She's got Flare
Are video resumes a true measure of an intern's talent?
When she was in the eighth grade, Stephanie Trendocher’s closet doors were plastered with cutout images of fashion trends from magazines like Teen, Elle Girl and Cosmo Girl.
Flare didn’t discover her by sifting through stacks of resumes looking for experienced candidates. Instead, the magazine set up a contest where applicants were to upload a 90-second video of why they would be suitable for a position with Flare.com.
Trendocher says the video resume helped display her personality and talents more than a piece of paper ever could. But is the video resume, contest or not, a valid tool in a magazine’s search for interns?
Blair McMurchy, placement director for the School of Media Studies at Humber College, says video resumes do provide more information to the employer, but people may then be disqualified by how they look.
“They see how you speak, they see how you look, and how you act. It’s more information but it’s a double-edged sword,” he says while acknowledging that something as simple as a noticeable tattoo could cost you the job.
Flare.com editor Zdenka Turecek says video applications force hopefuls to think outside the box, and they make the most of an editor’s time.
“It knocks off the first impression,” explains Turecek. Otherwise “you would have to get an actual interview in, so it might be a time-saver. Essentially, we decided on her without even interviewing her. Rather than someone submitting a resume and calling ten people to interview them, we watched a video. It definitely takes less time to do that.”
Turecek says Flare.com received roughly 20 videos, and thousands of comments on them helped in the decision process. She says Trendocher was selected because it was obvious she was stylish, she had relevant experience, and her video was creative.

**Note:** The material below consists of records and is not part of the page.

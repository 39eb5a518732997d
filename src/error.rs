//! Error types used by handler containers.
//!
//! Containers never return errors to their callers. Broken preconditions are
//! programmer errors and are described by [`ContractViolation`], which is
//! handed to the bus-wide [`ViolationMode`](crate::ViolationMode) to panic,
//! log or ignore.
//!
//! The type provides helper methods (`as_label`, `as_message`) for logging/metrics.

use thiserror::Error;

/// # Container precondition violations.
///
/// Each variant carries the `Debug` rendering of the bus id the violation
/// happened on.
#[non_exhaustive]
#[derive(Error, Debug, Clone, PartialEq, Eq)]
pub enum ContractViolation {
    /// A second handler was inserted into a `Single` container.
    #[error("bus {bus} is already connected")]
    AlreadyConnected {
        /// Bus id of the container.
        bus: String,
    },

    /// The erased node is not the handler stored in a `Single` container.
    #[error("erased handler does not match the handler connected to bus {bus}")]
    MismatchedErase {
        /// Bus id of the container.
        bus: String,
    },

    /// A bus with a single address was bound with an id other than the one its
    /// address already answers to.
    #[error("bus {bus} has a single address and cannot be bound as {id}")]
    SingleAddress {
        /// Bus id of the existing address.
        bus: String,
        /// Id that was requested.
        id: String,
    },

    /// `release` was called more often than `add_ref`.
    #[error("reference count underflow on bus {bus}")]
    RefCountUnderflow {
        /// Bus id of the container.
        bus: String,
    },
}

impl ContractViolation {
    /// Returns a short stable label (snake_case) for use in logs/metrics.
    ///
    /// # Example
    /// ```
    /// use handlerbus::ContractViolation;
    ///
    /// let err = ContractViolation::AlreadyConnected { bus: "7".into() };
    /// assert_eq!(err.as_label(), "bus_already_connected");
    /// ```
    pub fn as_label(&self) -> &'static str {
        match self {
            ContractViolation::AlreadyConnected { .. } => "bus_already_connected",
            ContractViolation::MismatchedErase { .. } => "bus_mismatched_erase",
            ContractViolation::SingleAddress { .. } => "bus_single_address",
            ContractViolation::RefCountUnderflow { .. } => "bus_ref_count_underflow",
        }
    }

    /// Returns a human-readable message with details about the violation.
    pub fn as_message(&self) -> String {
        match self {
            ContractViolation::AlreadyConnected { bus } => {
                format!("connect on bus={bus} rejected: a handler is already connected")
            }
            ContractViolation::MismatchedErase { bus } => {
                format!("erase on bus={bus} does not match the connected handler")
            }
            ContractViolation::SingleAddress { bus, id } => {
                format!("bind of id={id} routed to the only address bus={bus}")
            }
            ContractViolation::RefCountUnderflow { bus } => {
                format!("release on bus={bus} without a matching add_ref")
            }
        }
    }

    /// Bus id the violation was detected on.
    pub fn bus(&self) -> &str {
        match self {
            ContractViolation::AlreadyConnected { bus }
            | ContractViolation::MismatchedErase { bus }
            | ContractViolation::SingleAddress { bus, .. }
            | ContractViolation::RefCountUnderflow { bus } => bus,
        }
    }
}
//! Bus policies.
//!
//! This module groups the knobs that decide **how many** handlers an address
//! can hold, **how** addresses are laid out, and **what happens** when a caller
//! breaks a container precondition.
//!
//! ## Contents
//! - [`HandlerPolicy`]  one handler / many handlers / many handlers in order
//! - [`AddressPolicy`]  one global address / addresses by id / addresses by id in order
//! - [`ViolationMode`]  panic / log / ignore on contract violations
//!
//! ## Quick wiring
//! ```text
//! BusTraits { type Storage, const ADDRESS_POLICY }
//!      └─► Storage::POLICY           reports the HandlerPolicy (compile time)
//!      └─► Bus uses ADDRESS_POLICY   to order broadcasts across addresses
//! BusConfig { violation }
//!      └─► every container created by the bus reports violations through it
//! ```
//!
//! ## Defaults
//! - `HandlerPolicy::Multiple` / `AddressPolicy::Single` (a plain global bus).
//! - `ViolationMode::Panic` in debug builds, `ViolationMode::Log` otherwise.

mod address;
mod handler;
mod violation;

pub use address::AddressPolicy;
pub use handler::HandlerPolicy;
pub(crate) use violation::ContractGuard;
pub use violation::ViolationMode;
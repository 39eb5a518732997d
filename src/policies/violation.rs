//! # Contract violation handling.
//!
//! Container preconditions (single handler per `Single` address, matching
//! erase, balanced ref counting) are programmer errors. They are never
//! returned to the caller. Instead each container checks them through a
//! [`ContractGuard`] which applies the bus-wide [`ViolationMode`]:
//!
//! ```text
//! check(ok = false, violation)
//!   ├─ Panic  ─► panic!("{violation}")
//!   ├─ Log    ─► tracing::error!(label, bus, ...) and carry on
//!   └─ Ignore ─► carry on
//! ```

use std::fmt;

use crate::error::ContractViolation;

/// What to do when a container precondition is broken.
#[derive(Clone, Copy, Debug, PartialEq, Eq)]
pub enum ViolationMode {
    /// Fail fast. Matches an assertion in a debug build.
    Panic,
    /// Emit an `error` event through `tracing` and tolerate the violation.
    Log,
    /// Tolerate the violation silently.
    Ignore,
}

impl Default for ViolationMode {
    /// Returns [`ViolationMode::Panic`] when debug assertions are enabled,
    /// [`ViolationMode::Log`] otherwise.
    fn default() -> Self {
        if cfg!(debug_assertions) {
            ViolationMode::Panic
        } else {
            ViolationMode::Log
        }
    }
}

/// Precondition checker bound to one container.
pub(crate) struct ContractGuard<'a> {
    mode: ViolationMode,
    bus: &'a dyn fmt::Debug,
}

impl<'a> ContractGuard<'a> {
    pub(crate) fn new(mode: ViolationMode, bus: &'a dyn fmt::Debug) -> Self {
        Self { mode, bus }
    }

    /// Returns `ok`. When `ok` is false the violation built by `violation` is
    /// reported according to the mode.
    pub(crate) fn check(
        &self,
        ok: bool,
        violation: impl FnOnce(String) -> ContractViolation,
    ) -> bool {
        if ok {
            return true;
        }
        let violation = violation(format!("{:?}", self.bus));
        match self.mode {
            ViolationMode::Panic => panic!("{violation}"),
            ViolationMode::Log => {
                tracing::error!(
                    label = violation.as_label(),
                    bus = ?self.bus,
                    "{}",
                    violation.as_message()
                );
            }
            ViolationMode::Ignore => {}
        }
        false
    }
}

#[cfg(test)]
mod tests {
    use super::*;

    #[test]
    fn test_ok_passes_through() {
        let guard = ContractGuard::new(ViolationMode::Panic, &7u32);
        assert!(guard.check(true, |bus| ContractViolation::AlreadyConnected { bus }));
    }

    #[test]
    #[should_panic(expected = "already connected")]
    fn test_panic_mode_panics() {
        let guard = ContractGuard::new(ViolationMode::Panic, &7u32);
        guard.check(false, |bus| ContractViolation::AlreadyConnected { bus });
    }

    #[test]
    fn test_log_and_ignore_tolerate() {
        for mode in [ViolationMode::Log, ViolationMode::Ignore] {
            let guard = ContractGuard::new(mode, &"addr");
            assert!(!guard.check(false, |bus| ContractViolation::MismatchedErase { bus }));
        }
    }

    #[test]
    fn test_violation_carries_bus_id() {
        let guard = ContractGuard::new(ViolationMode::Ignore, &42u32);
        let mut seen = String::new();
        guard.check(false, |bus| {
            seen = bus.clone();
            ContractViolation::RefCountUnderflow { bus }
        });
        assert_eq!(seen, "42");
    }
}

But not everyone sees the correlation between coming across well on camera and being a talented member of a magazine team.
“I just don’t get how it has any relevance at all to the magazine industry,” argues James Keast. “It’s a separate thing. That’s the whole idea. The point of print is writing. Whether or not someone is good on camera, the skillset required for working at a magazine is radically different from the skillset required to either host or put together or build a video piece.”
Keast, editor-in-chief of Exclaim, doesn’t look like the typical music buff. He has no visible tattoos, doesn’t wear the T-shirt of some obscure band, and he roams the office in his socks. He has performed a range of duties and has a seemingly good relationship with his staff, which may be a result of where his own career began.
After graduating from Queen’s University when he was 24, the Belleville native went through a scrupulous application process to become an intern for Toronto Life.
He didn’t have to make a video, but did have to write a 500-word essay about the latest issue, write another essay detailing why he would be successful there, and pitch three story ideas for each section. He landed the position, but would’ve been skeptical had creating a video been a part of the process.
“It feels a little bit like the MuchMusic VJ Search,” he explains. “It’s like, ‘Let’s put an idiot 20-year-old in front of a bunch of screaming teenagers and see if they can keep up’. It’s really a popularity contest. What’s it teaching me? It’s teaching me that the person is good on camera. If I worked at MuchMusic, I would absolutely be running VJ searches every six months, because that’s what they do. They’re looking for personality. Working at a magazine is not about personality.”
Trendocher believes the contest gave her a great opportunity to show Flare she’s capable of manipulating video, as well as representing the publication.
“It’s hard when you’re just looking at a resume because everyone will have the same qualifications. They’ve already been an intern, or they were the editor-in-chief of their school paper,” she says. “The video resume was a really interesting idea because that allows you to vocalize and really show who you are.”
As she sits by the window of a downtown Toronto Starbucks, Trendocher fiddles with her hands, but stops to take a long sip of her iced tea and discuss the effect another influential fashion magazine has had on the industry.
“I think it’s a trend,” declares Trendocher. “If you look at something like Teen Vogue, they definitely have done something like that. The Hills with Lauren Conrad, they’re always on camera at their internships, and it’s kind of appealing to have that kind of contest.” She says employers would want to know whether a person is good on camera.
Exclaim and Flare may differ on what qualities they find most desirable in potential interns, and whether or not personality dictates success is still debatable.
Suzan Park, a graduate of Humber College’s journalism program who interned at Flare from January 2008 to the end of April 2008, agrees that Flare likely played on the success of The Hills when they decided to go with the contest. She says Flare.com works very hard on maintaining its website. “It is so well constructed,” Park says, noting that by showing the glamourous side of interning at Flare and allowing readers to facilitate choosing the intern can generate interest in the website.
She did make it clear that the individuals interning at Flare are smart, bright, ambitious and motivated. Park says she applied through more standard means by submitting a resume and showing up for two interviews, a fairly straightforward approach considering the alternative.
However, Park says if she had to apply for her internship with a video resume, she wouldn’t have subjected herself to the process. She says she would fear her skills wouldn’t be reviewed and the decision to choose her would come down to how she looks.
“Looks do matter,” says Park. “Let’s just be clear about that. The way you look and the way you present yourself absolutely 100 per cent matters.”